(Stored data)
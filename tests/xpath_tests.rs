mod common;

use common::{core_snapshot, snapshot};
use defquill::format::{summarize, SummaryOptions};
use defquill::xpath::{dedup_matches, Match, QueryEngine, QueryError};
use std::time::Duration;

fn texts(matches: &[Match<'_>]) -> Vec<String> {
    matches.iter().map(|m| m.node.text()).collect()
}

#[test]
fn test_attribute_predicate_selects_single_definition() {
    let snapshot = core_snapshot();
    let engine = QueryEngine::new(&snapshot);

    let matches = engine.evaluate(r#"Defs/ThingDef[@Name="ResourceBase"]"#).unwrap();
    assert_eq!(matches.len(), 1);
    assert_eq!(matches[0].document_id, "Defs/Items.xml");
    assert_eq!(matches[0].node.attribute("Abstract"), Some("True"));
}

#[test]
fn test_descendants_follow_store_then_document_order() {
    let snapshot = core_snapshot();
    let engine = QueryEngine::new(&snapshot);

    let matches = engine.evaluate("//defName").unwrap();
    assert_eq!(
        texts(&matches),
        vec!["Steel", "WoodLog", "WoodPlank", "Orphan", "MaxHitPoints", "Mass"]
    );
    assert_eq!(matches[3].document_id, "Defs/Items.xml");
    assert_eq!(matches[4].document_id, "Defs/Stats.xml");
}

#[test]
fn test_evaluation_is_stable() {
    let snapshot = core_snapshot();
    let engine = QueryEngine::new(&snapshot);
    let expression = "Defs/ThingDef[stuffProps/color]/defName";

    let first = engine.evaluate(expression).unwrap();
    let second = engine.evaluate(expression).unwrap();
    assert_eq!(first, second);
    assert_eq!(texts(&first), vec!["Steel", "WoodLog"]);
}

#[test]
fn test_child_text_and_boolean_predicates() {
    let snapshot = core_snapshot();
    let engine = QueryEngine::new(&snapshot);

    let label = engine.first(r#"Defs/ThingDef[defName="Steel"]/label"#).unwrap().unwrap();
    assert_eq!(label.node.text(), "steel");

    let concrete = engine.evaluate("Defs/ThingDef[not(@Abstract)]/defName").unwrap();
    assert_eq!(texts(&concrete), vec!["Steel", "WoodLog", "WoodPlank", "Orphan"]);

    let children = engine
        .evaluate(r#"Defs/ThingDef[@ParentName="ResourceBase" and stuffProps]/defName"#)
        .unwrap();
    assert_eq!(texts(&children), vec!["WoodLog"]);

    let either = engine
        .evaluate(r#"Defs/ThingDef[defName="Orphan" or label="wood"]/defName"#)
        .unwrap();
    assert_eq!(texts(&either), vec!["WoodLog", "Orphan"]);

    let not_item = engine.evaluate(r#"Defs/ThingDef[category!="Item"]"#).unwrap();
    assert!(not_item.is_empty());
}

#[test]
fn test_case_folded_name_search() {
    let snapshot = core_snapshot();
    let engine = QueryEngine::new(&snapshot);

    let expression = r#"Defs/ThingDef[translate(defName,'ABCDEFGHIJKLMNOPQRSTUVWXYZ','abcdefghijklmnopqrstuvwxyz')="woodlog"]/label"#;
    assert_eq!(texts(&engine.evaluate(expression).unwrap()), vec!["wood"]);

    let partial = engine.evaluate(r#"Defs/ThingDef[contains(label, "wood")]/defName"#).unwrap();
    assert_eq!(texts(&partial), vec!["WoodLog", "WoodPlank"]);
}

#[test]
fn test_no_match_is_empty_not_error() {
    let snapshot = core_snapshot();
    let engine = QueryEngine::new(&snapshot);
    assert!(engine.evaluate("Defs/PawnKindDef").unwrap().is_empty());
    assert!(engine.first("Defs/PawnKindDef").unwrap().is_none());
}

#[test]
fn test_malformed_expressions_report_descriptive_errors() {
    let snapshot = core_snapshot();
    let engine = QueryEngine::new(&snapshot);

    let err = engine.evaluate(r#"Defs/ThingDef[defName="Steel""#).unwrap_err();
    assert!(matches!(err, QueryError::UnexpectedEnd { .. }));
    assert_eq!(err.to_string(), "Unexpected end of expression, expected ']'");

    let err = engine.evaluate("Defs/ThingDef[").unwrap_err();
    assert!(matches!(err, QueryError::UnexpectedEnd { .. }));

    let err = engine.evaluate("Defs/..").unwrap_err();
    assert!(matches!(err, QueryError::InvalidSyntax { .. }));
    assert!(err.to_string().starts_with("Invalid path syntax: "));
}

#[test]
fn test_traversal_limit_aborts_query() {
    let snapshot = core_snapshot();
    let engine = QueryEngine::new(&snapshot).with_traversal_limit(10);

    let err = engine.evaluate("//*").unwrap_err();
    assert_eq!(err, QueryError::TraversalLimit { limit: 10 });
    assert_eq!(err.to_string(), "Query aborted after visiting 10 nodes");

    let roomy = QueryEngine::new(&snapshot);
    assert!(!roomy.evaluate("//*").unwrap().is_empty());
}

#[test]
fn test_evaluate_at_is_relative_to_node() {
    let snapshot = core_snapshot();
    let engine = QueryEngine::new(&snapshot);
    let steel = engine.first(r#"Defs/ThingDef[defName="Steel"]"#).unwrap().unwrap();

    let color = engine.evaluate_at(steel.node, "stuffProps/color").unwrap();
    assert_eq!(color.len(), 1);
    assert_eq!(color[0].text(), "(0.6,0.6,0.6)");

    let beauty = engine.evaluate_at(steel.node, "stuffProps//Beauty").unwrap();
    assert_eq!(beauty.iter().map(|n| n.text()).collect::<Vec<_>>(), vec!["0.5", "0"]);
}

#[test]
fn test_union_of_queries_dedups_by_identity() {
    let snapshot = core_snapshot();
    let engine = QueryEngine::new(&snapshot);

    let by_label = engine.evaluate(r#"Defs/ThingDef[label="wood"]"#).unwrap();
    let by_substring = engine.evaluate(r#"Defs/ThingDef[contains(label, "wood")]"#).unwrap();
    let union = dedup_matches(by_label.into_iter().chain(by_substring));

    let names: Vec<String> = union.iter().filter_map(|m| m.node.child_text("defName")).collect();
    assert_eq!(names, vec!["WoodLog", "WoodPlank"]);
}

#[test]
fn test_equal_subtrees_in_different_documents_are_distinct() {
    let xml = "<Defs><ThingDef><defName>Twin</defName></ThingDef></Defs>";
    let snapshot = snapshot(&[("a.xml", xml), ("b.xml", xml)]);
    let engine = QueryEngine::new(&snapshot);

    let matches = engine.evaluate("Defs/ThingDef").unwrap();
    let ids: Vec<&str> = matches.iter().map(|m| m.document_id).collect();
    assert_eq!(ids, vec!["a.xml", "b.xml"]);
    assert_eq!(dedup_matches(matches.clone().into_iter().chain(matches)).len(), 2);
}

#[test]
fn test_summary_of_real_query() {
    let snapshot = core_snapshot();
    let engine = QueryEngine::new(&snapshot);

    let matches = engine.evaluate("//label").unwrap();
    let options = SummaryOptions {
        max_shown: 2,
        ..SummaryOptions::default()
    };
    let text = summarize(&matches, Duration::from_micros(42), &options);

    assert!(text.starts_with("<!-- In Defs/Items.xml: -->\n<label>steel</label>\n\n"));
    assert!(text.contains("<label>wood</label>"));
    assert!(!text.contains("wood plank"));
    assert!(text.contains("Found 6 results total (showing first 2 if applicable)"));
    assert!(text.ends_with("<!-- Evaluation time 42µs (0ms) -->"));
}

#[test]
fn test_nested_contexts_return_document_order() {
    let xml = "<Defs><li><li><defName>inner</defName></li><defName>outer</defName></li></Defs>";
    let snapshot = snapshot(&[("Nested.xml", xml)]);
    let engine = QueryEngine::new(&snapshot);

    assert_eq!(texts(&engine.evaluate("//li/defName").unwrap()), vec!["inner", "outer"]);
    assert_eq!(texts(&engine.evaluate("//li//defName").unwrap()), vec!["inner", "outer"]);
}

#[test]
fn test_nested_lists_across_definitions_keep_order() {
    let xml = r#"<Defs>
      <ThingDef>
        <comps>
          <li><compClass>A</compClass><li><compClass>B</compClass></li></li>
          <li><compClass>C</compClass></li>
        </comps>
      </ThingDef>
      <ThingDef><comps><li><compClass>D</compClass></li></comps></ThingDef>
    </Defs>"#;
    let snapshot = snapshot(&[("Comps.xml", xml)]);
    let engine = QueryEngine::new(&snapshot);

    let classes = engine.evaluate("Defs/ThingDef//li/compClass").unwrap();
    assert_eq!(texts(&classes), vec!["A", "B", "C", "D"]);
}

#[test]
fn test_root_path_selects_whole_document() {
    let snapshot = core_snapshot();
    let engine = QueryEngine::new(&snapshot);

    let documents = engine.evaluate("/").unwrap();
    assert_eq!(documents.len(), 2);
    assert_eq!(documents[0].document_id, "Defs/Items.xml");
    assert_eq!(documents[0].node.tag(), Some("Defs"));
    assert!(documents[1].node.outer_xml().starts_with("<Defs><StatDef><defName>MaxHitPoints</defName>"));
}
use anyhow::{Context, Result};
use clap::{Parser, Subcommand};
use std::path::PathBuf;
use tracing_subscriber::EnvFilter;

use defquill::config::Config;
use defquill::document::store::DocumentStore;
use defquill::file::loader::read_archive_file;
use defquill::format::{render_report, summarize};
use defquill::resolver::{InheritanceResolver, ItemLookup, LookupError};
use defquill::xpath::QueryEngine;

/// defquill - query game definition archives
#[derive(Parser)]
#[command(name = "defquill")]
#[command(version)]
#[command(about = "XPath queries and item reports over game definition archives", long_about = None)]
struct Cli {
    /// Zip archive of XML definitions (overrides the config file)
    #[arg(short, long)]
    archive: Option<PathBuf>,

    /// Print item reports as JSON
    #[arg(long)]
    json: bool,

    #[command(subcommand)]
    command: Command,
}

#[derive(Subcommand)]
enum Command {
    /// Evaluate an XPath expression and summarize the matches
    Xpath {
        /// Expression; multiple words are joined with spaces
        #[arg(required = true)]
        expr: Vec<String>,
    },
    /// Show inherited stats and material properties for an item
    Iteminfo {
        /// Item defName or label; multiple words are joined with spaces
        #[arg(required = true)]
        name: Vec<String>,
    },
}

fn init_tracing(config: &Config) {
    let filter = EnvFilter::try_from_default_env()
        .or_else(|_| EnvFilter::try_new(&config.log_filter))
        .unwrap_or_else(|_| EnvFilter::new("warn"));
    tracing_subscriber::fmt()
        .with_env_filter(filter)
        .with_writer(std::io::stderr)
        .init();
}

fn main() -> Result<()> {
    let cli = Cli::parse();
    let config = Config::load();
    init_tracing(&config);

    let archive = cli
        .archive
        .or_else(|| config.archive.clone())
        .context("No archive given; pass --archive or set `archive` in the config file")?;

    let store = DocumentStore::new();
    let bytes = read_archive_file(&archive)?;
    store
        .load(&bytes)
        .with_context(|| format!("Failed to load archive {}", archive.display()))?;
    let snapshot = store.snapshot();

    let engine = QueryEngine::new(&snapshot).with_traversal_limit(config.max_visited_nodes);

    match cli.command {
        Command::Xpath { expr } => {
            let expr = expr.join(" ");
            match engine.evaluate_timed(&expr) {
                Ok((matches, elapsed)) => {
                    println!("{}", summarize(&matches, elapsed, &config.summary_options()));
                }
                Err(err) => println!("Invalid XPath! Error: {}", err),
            }
        }
        Command::Iteminfo { name } => {
            let name = name.join(" ");
            let resolver = InheritanceResolver::new(&snapshot)
                .with_max_chain_depth(config.max_chain_depth)
                .with_engine(engine);
            let lookup = ItemLookup::new(resolver);

            match lookup.report(&name) {
                Ok(Some(report)) if cli.json => {
                    println!("{}", serde_json::to_string_pretty(&report)?);
                }
                Ok(Some(report)) => print!("{}", render_report(&report)),
                Ok(None) => println!("No results."),
                Err(err @ LookupError::InvalidName(_)) => println!("{}", err),
                Err(LookupError::Query(err)) => println!("Invalid XPath! Error: {}", err),
            }
        }
    }

    Ok(())
}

● **EXERCISE OBJECTIVE**
Copy out, from the data above, every line holding the word "spaces".

● **RESULT FOR THIS EXERCISE**
        /// Expression; multiple words are joined with spaces
        /// Item defName or label; multiple words are joined with spaces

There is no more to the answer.